Regarding ATC classification of PIM, our data are in accordance with the literature. A study on institutionalized elderly with dementia across eight countries identified major PIM within psycholeptics and drugs treating acid-related disorders (ATC N05 and ATC A02, respectively) [
70]. A Portuguese study with institutionalized patients, which also used the EU(7)-PIM List, revealed a similar trend: proton pump inhibitors (A02BC) were the most prescribed PIM (25.8%), followed by anxiolytics (N05BA, 20.5%) [
23]. Another study carried out using three different tools to identify PIM reported significant prescription of proton pump inhibitors and drugs associated with the nervous system among the PIM detected [
59]. As mentioned above, it is to be expected that drugs from the ATC A and N groups are the most prescribed PIM, since they also correspond to the therapeutic groups more often used by institutionalized elderly people.
Regarding the number of medications used and the prescription of PIM, our results are also in accordance with the literature, such as a population-based study suggesting a significant association between these two variables (p<0.001) and higher mean medications in use by patients with PIM (7.7 vs. 5.6) [
61]. Furthermore, regarding pharmacotherapeutic complexity, the literature suggests that the presence of PIM is also associated with a likelihood of higher MCI in institutionalized elderly (p<0.001) [
48].
Our findings suggest that elderly patients below 85 years old use more PIM, as a study reporting a similar trend for patients under 70 [
71]. This may reflect a tendency to prescribe fewer medications to older individuals [
72,
73].
We identify some limitations in our study. Even if this was not an objective in our study, our data does not allow us to conduct an in-depth analysis of the clinical variables and of the assumptions and reasons for the prescription of some medications. The non-random nature of the sample implies limited external validity for our results and our findings should be considered according to context. We cannot extrapolate for the institutionalized elderly population in the Algarve region, but this pilot study allowed us to assess the applicability of the data collection tools on this population and to carry out a type 2B medication review.
5. Conclusions
This study highlighted several key challenges associated with pharmacotherapeutics in the elderly, such as the excessive number of medicines prescribed, high therapeutic complexity, the frequent use of PIM, and a high prevalence of potential drug interactions.
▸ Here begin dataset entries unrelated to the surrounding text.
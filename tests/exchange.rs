// SPDX-License-Identifier: MIT
// © 2025–2026 Christopher Liu

mod common;

use armbridge::exchange::{Exchange, FrameKind};
use armbridge::hw::{BusRole, Signal, SyncBus};
use armbridge::protocol::messages::*;
use armbridge::state::BridgeState;
use common::{new_log, Event, MockBus, MockPin};

fn slave_bus(log: &common::Log) -> MockBus {
    let mut bus = MockBus::new(log);
    bus.configure(BusRole::Slave);
    bus
}

#[test]
fn nothing_happens_without_sentinel() {
    let log = new_log();
    let mut bus = slave_bus(&log);
    let mut exchange = Exchange::new(Signal::active_high(MockPin::new("cmd", false, &log)));
    let mut state = BridgeState::new(false);
    state.queue.try_append(Command::IDLE).unwrap();

    bus.register = 0x5B;
    assert_eq!(exchange.poll(&mut bus, &mut state), None);
    assert!(bus.sent.is_empty());
    assert_eq!(bus.register, 0x5B);
    assert_eq!(state.queue.len(), 1);
}

#[test]
fn queued_command_is_framed_unmodified() {
    let log = new_log();
    let mut bus = slave_bus(&log);
    let strobe = MockPin::new("cmd", false, &log);
    let level = strobe.handle();
    let mut exchange = Exchange::new(Signal::active_high(strobe));
    let mut state = BridgeState::new(false);
    let cmd = Command::new(0xDEAD_BEEF, 0x0102_0304, 0xA5A5_5A5A, 0xE0);
    state.queue.try_append(cmd).unwrap();

    bus.register = SYNC_SENTINEL;
    assert_eq!(
        exchange.poll(&mut bus, &mut state),
        Some(FrameKind::Command)
    );

    assert_eq!(bus.register, 0x00);
    assert_eq!(bus.sent.len(), FRAME_LEN);
    assert_eq!(bus.sent[0], FRAME_HEADER);
    assert_eq!(&bus.sent[1..14], cmd.as_bytes());
    assert_eq!(&bus.sent[14..], &FRAME_TRAILER);
    assert!(state.queue.is_empty());

    // Strobe high for the frame, low afterwards.
    let strobe_events: Vec<_> = log
        .borrow()
        .iter()
        .filter(|e| matches!(e, Event::Pin("cmd", _)))
        .cloned()
        .collect();
    assert_eq!(
        strobe_events,
        [
            Event::Pin("cmd", false),
            Event::Pin("cmd", true),
            Event::Pin("cmd", false)
        ]
    );
    assert!(!level.get());
    assert_eq!(bus.discards, 1);
}

#[test]
fn empty_queue_sends_filler() {
    let log = new_log();
    let mut bus = slave_bus(&log);
    let mut exchange = Exchange::new(Signal::active_high(MockPin::new("cmd", false, &log)));
    let mut state = BridgeState::new(false);

    bus.register = SYNC_SENTINEL;
    assert_eq!(exchange.poll(&mut bus, &mut state), Some(FrameKind::Filler));
    assert_eq!(bus.sent.as_slice(), Frame::filler().as_bytes());
    assert_eq!(&bus.sent[1..5], &[0x02, 0x42, 0xF0, 0x00]);
}

#[test]
fn deferred_queue_is_held_until_released() {
    let log = new_log();
    let mut bus = slave_bus(&log);
    let mut exchange = Exchange::new(Signal::active_high(MockPin::new("cmd", false, &log)));
    let mut state = BridgeState::new(true);
    let cmd = Command::new(1, 2, 3, 0x40);
    state.queue.try_append(cmd).unwrap();

    bus.register = SYNC_SENTINEL;
    assert_eq!(exchange.poll(&mut bus, &mut state), Some(FrameKind::Filler));
    assert_eq!(state.queue.len(), 1);

    state.deferred = false;
    bus.sent.clear();
    bus.register = SYNC_SENTINEL;
    assert_eq!(
        exchange.poll(&mut bus, &mut state),
        Some(FrameKind::Command)
    );
    assert_eq!(&bus.sent[1..14], cmd.as_bytes());
}

#[test]
fn frames_follow_queue_order() {
    let log = new_log();
    let mut bus = slave_bus(&log);
    let mut exchange = Exchange::new(Signal::active_high(MockPin::new("cmd", false, &log)));
    let mut state = BridgeState::new(false);
    for n in 1..=3u32 {
        state.queue.try_append(Command::new(n, n, n, 0)).unwrap();
    }

    for n in 1..=3u32 {
        bus.sent.clear();
        bus.register = SYNC_SENTINEL;
        exchange.poll(&mut bus, &mut state);
        let frame = Frame::new(&Command::new(n, n, n, 0));
        assert_eq!(bus.sent.as_slice(), frame.as_bytes());
    }

    bus.sent.clear();
    bus.register = SYNC_SENTINEL;
    assert_eq!(exchange.poll(&mut bus, &mut state), Some(FrameKind::Filler));
}
// SPDX-License-Identifier: MIT
// © 2025–2026 Christopher Liu

//! Wire definitions shared by the host link and the FPGA link.

// Opcodes
pub const CMD_READY: u8 = 0;
pub const CMD_STEPS: u8 = 1;
pub const CMD_EXEC_QUEUE: u8 = 2;
pub const CMD_GET_ACCELS: u8 = 3;
pub const CMD_SWITCH_TO_ACCEL_REPORT_MODE: u8 = 4;

/// Liveness magic returned by `READY`.
pub const READY_MAGIC: u8 = 0x40;

// `STEPS` status byte
pub const STATUS_QUEUED: u8 = 1;
pub const STATUS_QUEUE_FULL: u8 = 0;

/// Host request opcodes.
#[derive(Copy, Clone, Debug, PartialEq, Eq)]
#[cfg_attr(feature = "defmt", derive(defmt::Format))]
pub enum Opcode {
    Ready,
    Steps,
    ExecQueue,
    GetAccels,
    SwitchToAccelReportMode,
}

impl Opcode {
    /// Request bytes that follow the opcode, checksum included.
    pub const fn request_len(self) -> usize {
        match self {
            Opcode::Steps => COMMAND_LEN + 2,
            Opcode::Ready
            | Opcode::ExecQueue
            | Opcode::GetAccels
            | Opcode::SwitchToAccelReportMode => 0,
        }
    }

    /// Whether the opcode is accepted once the bridge is in report-only mode.
    pub const fn allowed_in_report_mode(self) -> bool {
        matches!(self, Opcode::GetAccels)
    }
}

impl From<Opcode> for u8 {
    fn from(op: Opcode) -> u8 {
        match op {
            Opcode::Ready => CMD_READY,
            Opcode::Steps => CMD_STEPS,
            Opcode::ExecQueue => CMD_EXEC_QUEUE,
            Opcode::GetAccels => CMD_GET_ACCELS,
            Opcode::SwitchToAccelReportMode => CMD_SWITCH_TO_ACCEL_REPORT_MODE,
        }
    }
}

/// Byte outside the known opcode range.
#[derive(Copy, Clone, Debug, PartialEq, Eq)]
#[cfg_attr(feature = "defmt", derive(defmt::Format))]
pub struct UnknownOpcode(pub u8);

impl TryFrom<u8> for Opcode {
    type Error = UnknownOpcode;

    fn try_from(byte: u8) -> Result<Self, Self::Error> {
        match byte {
            CMD_READY => Ok(Opcode::Ready),
            CMD_STEPS => Ok(Opcode::Steps),
            CMD_EXEC_QUEUE => Ok(Opcode::ExecQueue),
            CMD_GET_ACCELS => Ok(Opcode::GetAccels),
            CMD_SWITCH_TO_ACCEL_REPORT_MODE => Ok(Opcode::SwitchToAccelReportMode),
            n => Err(UnknownOpcode(n)),
        }
    }
}

/// Size of one motion command on both links.
pub const COMMAND_LEN: usize = 13;

/// Joint command value meaning "no steps this period".
pub const IDLE_JOINT: u32 = 0x0242_F000;

/// One motion instruction: three 32-bit joint words and a control byte, kept in wire order.
///
/// The bytes are forwarded to the FPGA exactly as the host sent them.
#[derive(Copy, Clone, Debug, PartialEq, Eq)]
#[cfg_attr(feature = "defmt", derive(defmt::Format))]
pub struct Command {
    bytes: [u8; COMMAND_LEN],
}

impl Command {
    /// Three idle joints, no direction bits. Sent whenever there is nothing to execute.
    pub const IDLE: Self = Self::new(IDLE_JOINT, IDLE_JOINT, IDLE_JOINT, 0);

    /// Build a command from joint words (big-endian on the wire) and a control byte.
    pub const fn new(j1: u32, j2: u32, j3: u32, control: u8) -> Self {
        let a = j1.to_be_bytes();
        let b = j2.to_be_bytes();
        let c = j3.to_be_bytes();
        Self {
            bytes: [
                a[0], a[1], a[2], a[3], b[0], b[1], b[2], b[3], c[0], c[1], c[2], c[3], control,
            ],
        }
    }

    #[inline]
    pub const fn from_bytes(bytes: [u8; COMMAND_LEN]) -> Self {
        Self { bytes }
    }

    #[inline]
    pub fn as_bytes(&self) -> &[u8; COMMAND_LEN] {
        &self.bytes
    }

    /// Joint word for joint 0..=2.
    pub fn joint(&self, index: usize) -> Option<u32> {
        if index > 2 {
            return None;
        }
        let w = &self.bytes[index * 4..index * 4 + 4];
        Some(u32::from_be_bytes([w[0], w[1], w[2], w[3]]))
    }

    #[inline]
    pub fn control(&self) -> u8 {
        self.bytes[COMMAND_LEN - 1]
    }
}

/// Value the FPGA writes into the bus data register when it wants a frame.
pub const SYNC_SENTINEL: u8 = 0x5A;

/// Total frame size on the FPGA link.
pub const FRAME_LEN: usize = 19;
/// First frame byte.
pub const FRAME_HEADER: u8 = 0xA5;
/// Where the command sits inside a frame.
pub const COMMAND_OFFSET: usize = 1;
/// Bytes after the command.
pub const FRAME_TRAILER: [u8; 5] = [0x00, 0x00, 0x00, 0x00, 0x5A];

/// Fixed-layout frame sent to the FPGA: header, command, trailer.
#[derive(Copy, Clone, Debug, PartialEq, Eq)]
#[cfg_attr(feature = "defmt", derive(defmt::Format))]
pub struct Frame {
    bytes: [u8; FRAME_LEN],
}

impl Frame {
    pub fn new(command: &Command) -> Self {
        let mut bytes = [0u8; FRAME_LEN];
        bytes[0] = FRAME_HEADER;
        bytes[COMMAND_OFFSET..COMMAND_OFFSET + COMMAND_LEN].copy_from_slice(command.as_bytes());
        bytes[COMMAND_OFFSET + COMMAND_LEN..].copy_from_slice(&FRAME_TRAILER);
        Self { bytes }
    }

    /// Frame carrying [`Command::IDLE`].
    pub fn filler() -> Self {
        Self::new(&Command::IDLE)
    }

    #[inline]
    pub fn as_bytes(&self) -> &[u8; FRAME_LEN] {
        &self.bytes
    }

    /// The embedded command.
    pub fn command(&self) -> Command {
        let mut bytes = [0u8; COMMAND_LEN];
        bytes.copy_from_slice(&self.bytes[COMMAND_OFFSET..COMMAND_OFFSET + COMMAND_LEN]);
        Command::from_bytes(bytes)
    }
}
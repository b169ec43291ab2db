//! Classifier boundary
//!
//! The activity classifier is an opaque remote service: it accepts one batch
//! of cleaned rows as six parallel JSON arrays and returns per-class scores
//! plus the number of rows it actually scored. This module defines the trait
//! the dispatcher drives and the HTTP implementation used in production.

use std::time::Duration;

use async_trait::async_trait;
use thiserror::Error;

use crate::types::{ClassifierRequest, ClassifierResponse};

const USER_AGENT: &str = concat!("seetrue-engine/", env!("CARGO_PKG_VERSION"));
const REQUEST_TIMEOUT: Duration = Duration::from_secs(30);

/// Classifier call errors
#[derive(Debug, Error)]
pub enum ClassifierError {
    /// Transport-level failure (connect, timeout, TLS)
    #[error("Network error: {0}")]
    Network(String),

    /// Classifier answered with a non-2xx status
    #[error("Classifier error {0}: {1}")]
    Status(u16, String),

    /// Response body did not match the expected shape
    #[error("Failed to parse classifier response: {0}")]
    Parse(String),

    /// Batch payload failed pre-dispatch validation
    #[error("Invalid batch payload: {0}")]
    InvalidPayload(String),
}

/// Anything that can score a batch of cleaned gaze rows
#[async_trait]
pub trait ActivityClassifier: Send + Sync {
    async fn classify(
        &self,
        request: &ClassifierRequest,
    ) -> Result<ClassifierResponse, ClassifierError>;
}

/// HTTP classifier client
pub struct HttpClassifier {
    endpoint: String,
    http_client: reqwest::Client,
}

impl HttpClassifier {
    /// Create a client for the given prediction endpoint
    pub fn new(endpoint: impl Into<String>) -> Result<Self, ClassifierError> {
        let http_client = reqwest::Client::builder()
            .user_agent(USER_AGENT)
            .timeout(REQUEST_TIMEOUT)
            .build()
            .map_err(|e| ClassifierError::Network(e.to_string()))?;

        Ok(Self {
            endpoint: endpoint.into(),
            http_client,
        })
    }

    pub fn endpoint(&self) -> &str {
        &self.endpoint
    }
}

#[async_trait]
impl ActivityClassifier for HttpClassifier {
    async fn classify(
        &self,
        request: &ClassifierRequest,
    ) -> Result<ClassifierResponse, ClassifierError> {
        tracing::debug!(endpoint = %self.endpoint, rows = request.len(), "dispatching batch");

        let response = self
            .http_client
            .post(&self.endpoint)
            .json(request)
            .send()
            .await
            .map_err(|e| ClassifierError::Network(e.to_string()))?;

        let status = response.status();
        if !status.is_success() {
            let body = response.text().await.unwrap_or_default();
            return Err(ClassifierError::Status(
                status.as_u16(),
                body.chars().take(200).collect(),
            ));
        }

        response
            .json::<ClassifierResponse>()
            .await
            .map_err(|e| ClassifierError::Parse(e.to_string()))
    }
}
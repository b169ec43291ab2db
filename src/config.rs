//! Engine configuration
//!
//! Plain value struct with sensible defaults; the embedding service decides
//! where the values come from (environment, config file, CLI flags).

use std::path::PathBuf;
use std::time::Duration;

use serde::{Deserialize, Serialize};

use crate::dispatcher::DEFAULT_BATCH_SIZE;

/// Default prediction endpoint of the activity classifier
pub const DEFAULT_CLASSIFIER_ENDPOINT: &str = "http://localhost:8080/predict";

#[derive(Debug, Clone, Serialize, Deserialize)]
#[serde(default)]
pub struct EngineConfig {
    /// Prediction endpoint of the remote classifier
    pub classifier_endpoint: String,
    /// Rows per classifier call when an upload does not choose its own
    pub batch_size: usize,
    /// Directory uploads are staged in while their job runs
    pub staging_dir: PathBuf,
    /// Keep a cleaned copy of each upload next to the staged file
    pub persist_cleaned: bool,
    /// Pause between batches, in milliseconds (0 = none)
    pub inter_batch_delay_ms: u64,
    /// Upper bound on concurrently running background jobs
    pub max_concurrent_jobs: usize,
    /// Capacity of the job store
    pub max_jobs: usize,
    /// How long terminal job records stay queryable, in seconds
    pub job_ttl_secs: u64,
}

impl Default for EngineConfig {
    fn default() -> Self {
        Self {
            classifier_endpoint: DEFAULT_CLASSIFIER_ENDPOINT.to_string(),
            batch_size: DEFAULT_BATCH_SIZE,
            staging_dir: PathBuf::from("staging"),
            persist_cleaned: false,
            inter_batch_delay_ms: 0,
            max_concurrent_jobs: 4,
            max_jobs: 256,
            job_ttl_secs: 3600,
        }
    }
}

impl EngineConfig {
    pub fn with_classifier_endpoint(mut self, endpoint: impl Into<String>) -> Self {
        self.classifier_endpoint = endpoint.into();
        self
    }

    pub fn with_batch_size(mut self, batch_size: usize) -> Self {
        self.batch_size = batch_size;
        self
    }

    pub fn with_staging_dir(mut self, dir: impl Into<PathBuf>) -> Self {
        self.staging_dir = dir.into();
        self
    }

    pub fn with_persist_cleaned(mut self, persist: bool) -> Self {
        self.persist_cleaned = persist;
        self
    }

    pub fn with_max_concurrent_jobs(mut self, max: usize) -> Self {
        self.max_concurrent_jobs = max.max(1);
        self
    }

    pub fn inter_batch_delay(&self) -> Duration {
        Duration::from_millis(self.inter_batch_delay_ms)
    }

    pub fn job_ttl(&self) -> Duration {
        Duration::from_secs(self.job_ttl_secs)
    }
}
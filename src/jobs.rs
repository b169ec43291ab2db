//! Job store
//!
//! Process-wide map from job key to job record. A job is created when an
//! upload is accepted, checkpointed by the batch dispatcher after every
//! batch, and finalized exactly once into `complete` or `error`. The store
//! is bounded: terminal records expire after a TTL and the oldest terminal
//! records are evicted when the map outgrows its capacity. In-flight jobs
//! are never evicted.

use std::collections::HashMap;
use std::sync::Arc;
use std::time::Duration;

use chrono::{DateTime, Utc};
use serde::{Deserialize, Serialize};
use tokio::sync::RwLock;
use tokio_util::sync::CancellationToken;

use crate::error::EngineError;
use crate::types::{Aggregate, FinalResult};

/// Job lifecycle status
#[derive(Debug, Clone, Copy, PartialEq, Eq, Serialize, Deserialize)]
#[serde(rename_all = "lowercase")]
pub enum JobStatus {
    Processing,
    Complete,
    Error,
}

impl JobStatus {
    pub fn is_terminal(&self) -> bool {
        !matches!(self, JobStatus::Processing)
    }
}

/// One tracked classification job
#[derive(Debug, Clone)]
pub struct JobRecord {
    pub key: String,
    pub status: JobStatus,
    /// Running totals, updated once per dispatched batch
    pub aggregate: Aggregate,
    pub result: Option<FinalResult>,
    pub error: Option<String>,
    pub created_at: DateTime<Utc>,
    pub updated_at: DateTime<Utc>,
    cancel: CancellationToken,
}

impl JobRecord {
    fn new(key: &str) -> Self {
        let now = Utc::now();
        Self {
            key: key.to_string(),
            status: JobStatus::Processing,
            aggregate: Aggregate::default(),
            result: None,
            error: None,
            created_at: now,
            updated_at: now,
            cancel: CancellationToken::new(),
        }
    }
}

/// Status plus result view, as served to the result boundary.
///
/// `final_result` is `{}` while processing, the prediction when complete,
/// and `{"error": ...}` when the job failed.
#[derive(Debug, Clone, Serialize)]
pub struct JobView {
    pub status: JobStatus,
    pub final_result: serde_json::Value,
}

/// Bounded, TTL-evicting store of job records
#[derive(Clone)]
pub struct JobStore {
    inner: Arc<RwLock<HashMap<String, JobRecord>>>,
    max_jobs: usize,
    job_ttl: chrono::Duration,
}

impl JobStore {
    pub fn new(max_jobs: usize, job_ttl: Duration) -> Self {
        Self {
            inner: Arc::new(RwLock::new(HashMap::new())),
            max_jobs,
            job_ttl: chrono::Duration::from_std(job_ttl).unwrap_or(chrono::Duration::MAX),
        }
    }

    /// Register a new `processing` job with a zeroed aggregate, overwriting
    /// any prior record under the same key. Returns the job's cancellation
    /// token for the task that will run it.
    pub async fn create(&self, key: &str) -> CancellationToken {
        let mut map = self.inner.write().await;
        self.evict(&mut map);

        let record = JobRecord::new(key);
        let token = record.cancel.clone();
        if map.insert(key.to_string(), record).is_some() {
            tracing::warn!(key, "overwrote existing job record");
        }
        tracing::info!(key, "job registered");
        token
    }

    /// Checkpoint the running aggregate for an in-flight job
    pub async fn update(&self, key: &str, aggregate: &Aggregate) {
        let mut map = self.inner.write().await;
        match map.get_mut(key) {
            Some(record) if record.status == JobStatus::Processing => {
                record.aggregate = aggregate.clone();
                record.updated_at = Utc::now();
            }
            Some(_) => tracing::warn!(key, "ignoring update to terminal job"),
            None => tracing::warn!(key, "ignoring update to unknown job"),
        }
    }

    /// Transition a job to its terminal state, exactly once
    pub async fn finalize(&self, key: &str, outcome: Result<FinalResult, String>) {
        let mut map = self.inner.write().await;
        let Some(record) = map.get_mut(key) else {
            tracing::warn!(key, "ignoring finalize of unknown job");
            return;
        };
        if record.status.is_terminal() {
            tracing::warn!(key, "ignoring second finalize");
            return;
        }

        record.updated_at = Utc::now();
        match outcome {
            Ok(result) => {
                tracing::info!(key, activity = result.final_activity.as_str(), "job complete");
                record.status = JobStatus::Complete;
                record.result = Some(result);
            }
            Err(message) => {
                tracing::error!(key, error = %message, "job failed");
                record.status = JobStatus::Error;
                record.error = Some(message);
            }
        }
    }

    /// Current status and result view for a job
    pub async fn get(&self, key: &str) -> Result<JobView, EngineError> {
        let map = self.inner.read().await;
        let record = map
            .get(key)
            .ok_or_else(|| EngineError::JobNotFound(key.to_string()))?;

        let final_result = match record.status {
            JobStatus::Processing => serde_json::json!({}),
            JobStatus::Complete => serde_json::to_value(&record.result)
                .unwrap_or_else(|_| serde_json::json!({})),
            JobStatus::Error => serde_json::json!({
                "error": record.error.clone().unwrap_or_default(),
            }),
        };

        Ok(JobView {
            status: record.status,
            final_result,
        })
    }

    /// Trip a job's cancellation token; the batch loop notices between batches
    pub async fn cancel(&self, key: &str) -> Result<(), EngineError> {
        let map = self.inner.read().await;
        let record = map
            .get(key)
            .ok_or_else(|| EngineError::JobNotFound(key.to_string()))?;
        tracing::info!(key, "cancellation requested");
        record.cancel.cancel();
        Ok(())
    }

    pub async fn len(&self) -> usize {
        self.inner.read().await.len()
    }

    /// Full record snapshot, for diagnostics and progress displays
    pub async fn snapshot(&self, key: &str) -> Option<JobRecord> {
        self.inner.read().await.get(key).cloned()
    }

    /// Drop expired terminal records, then oldest terminal records while over
    /// capacity. In-flight jobs always survive.
    fn evict(&self, map: &mut HashMap<String, JobRecord>) {
        if let Some(deadline) = Utc::now().checked_sub_signed(self.job_ttl) {
            let expired: Vec<String> = map
                .values()
                .filter(|r| r.status.is_terminal() && r.updated_at < deadline)
                .map(|r| r.key.clone())
                .collect();
            for key in expired {
                tracing::debug!(key = %key, "evicting expired job record");
                map.remove(&key);
            }
        }

        while map.len() >= self.max_jobs {
            let Some(oldest) = map
                .values()
                .filter(|r| r.status.is_terminal())
                .min_by_key(|r| r.updated_at)
                .map(|r| r.key.clone())
            else {
                break;
            };
            tracing::debug!(key = %oldest, "evicting job record over capacity");
            map.remove(&oldest);
        }
    }
}
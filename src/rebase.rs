//! Temporal rebasing
//!
//! Collapses an absolute millisecond timestamp series into a bounded,
//! repeating cycle: rows are grouped into 9-second chunks, and each row's
//! timestamp becomes its integer offset from the chunk's earliest sample,
//! starting at 1 and wrapping at 9. The chunk index is only a grouping key
//! and is not retained.

use std::collections::HashMap;

use crate::types::GazeTable;

/// Width of the grouping window, in seconds
pub const CHUNK_SECONDS: f64 = 9.0;

/// Rebaser for canonical gaze tables
pub struct TimestampRebaser;

impl TimestampRebaser {
    /// Rewrite the timestamp column in place; a no-op when it is absent
    pub fn rebase(table: &mut GazeTable) {
        if let Some(col) = table.timestamp.as_mut() {
            rebase_series(col);
            tracing::debug!(rows = col.len(), "rebased timestamps onto 9-second cycle");
        }
    }
}

/// Rebase one millisecond series to within-chunk cycle positions in [1, 9]
fn rebase_series(col: &mut [f64]) {
    let seconds: Vec<f64> = col.iter().map(|ms| ms / 1000.0).collect();

    let mut chunk_min: HashMap<i64, f64> = HashMap::new();
    for &s in &seconds {
        chunk_min
            .entry(chunk_index(s))
            .and_modify(|min| {
                if s < *min {
                    *min = s;
                }
            })
            .or_insert(s);
    }

    for (value, &s) in col.iter_mut().zip(&seconds) {
        let min = chunk_min[&chunk_index(s)];
        *value = (((s - min) % CHUNK_SECONDS) + 1.0).trunc();
    }
}

fn chunk_index(seconds: f64) -> i64 {
    (seconds / CHUNK_SECONDS).floor() as i64
}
Medication review is a critical intervention for preventing and correcting issues associated with medication use, particularly among the elderly, who are often subjected to polymedication. This clinical practice is essential to prevent the exacerbation of chronic illnesses and the overall decline in health status among older adults.
Medication review is an accessible and advantageous tool aimed at therapeutic success, and its benefits extend beyond the identification and correction of drug-related problems; they also contribute significantly to improving the physical condition and overall well-being of patients. Despite its clear benefits, our results suggest that medication review may remain underutilized within care institutions. This underscores a critical gap in practice that needs addressing. Enhancing awareness and understanding of medication review’s benefits among healthcare providers and institutional managers is essential. A broader dissemination of this practice should be considered, in order to contributing to integrate it as a standard component of elderly care, ensuring that elderly patients receive the most appropriate, effective, and safe pharmacotherapy possible. It is therefore important to sensitize health students at undergraduate level to the im-portance of medication review and interdisciplinarity in this process.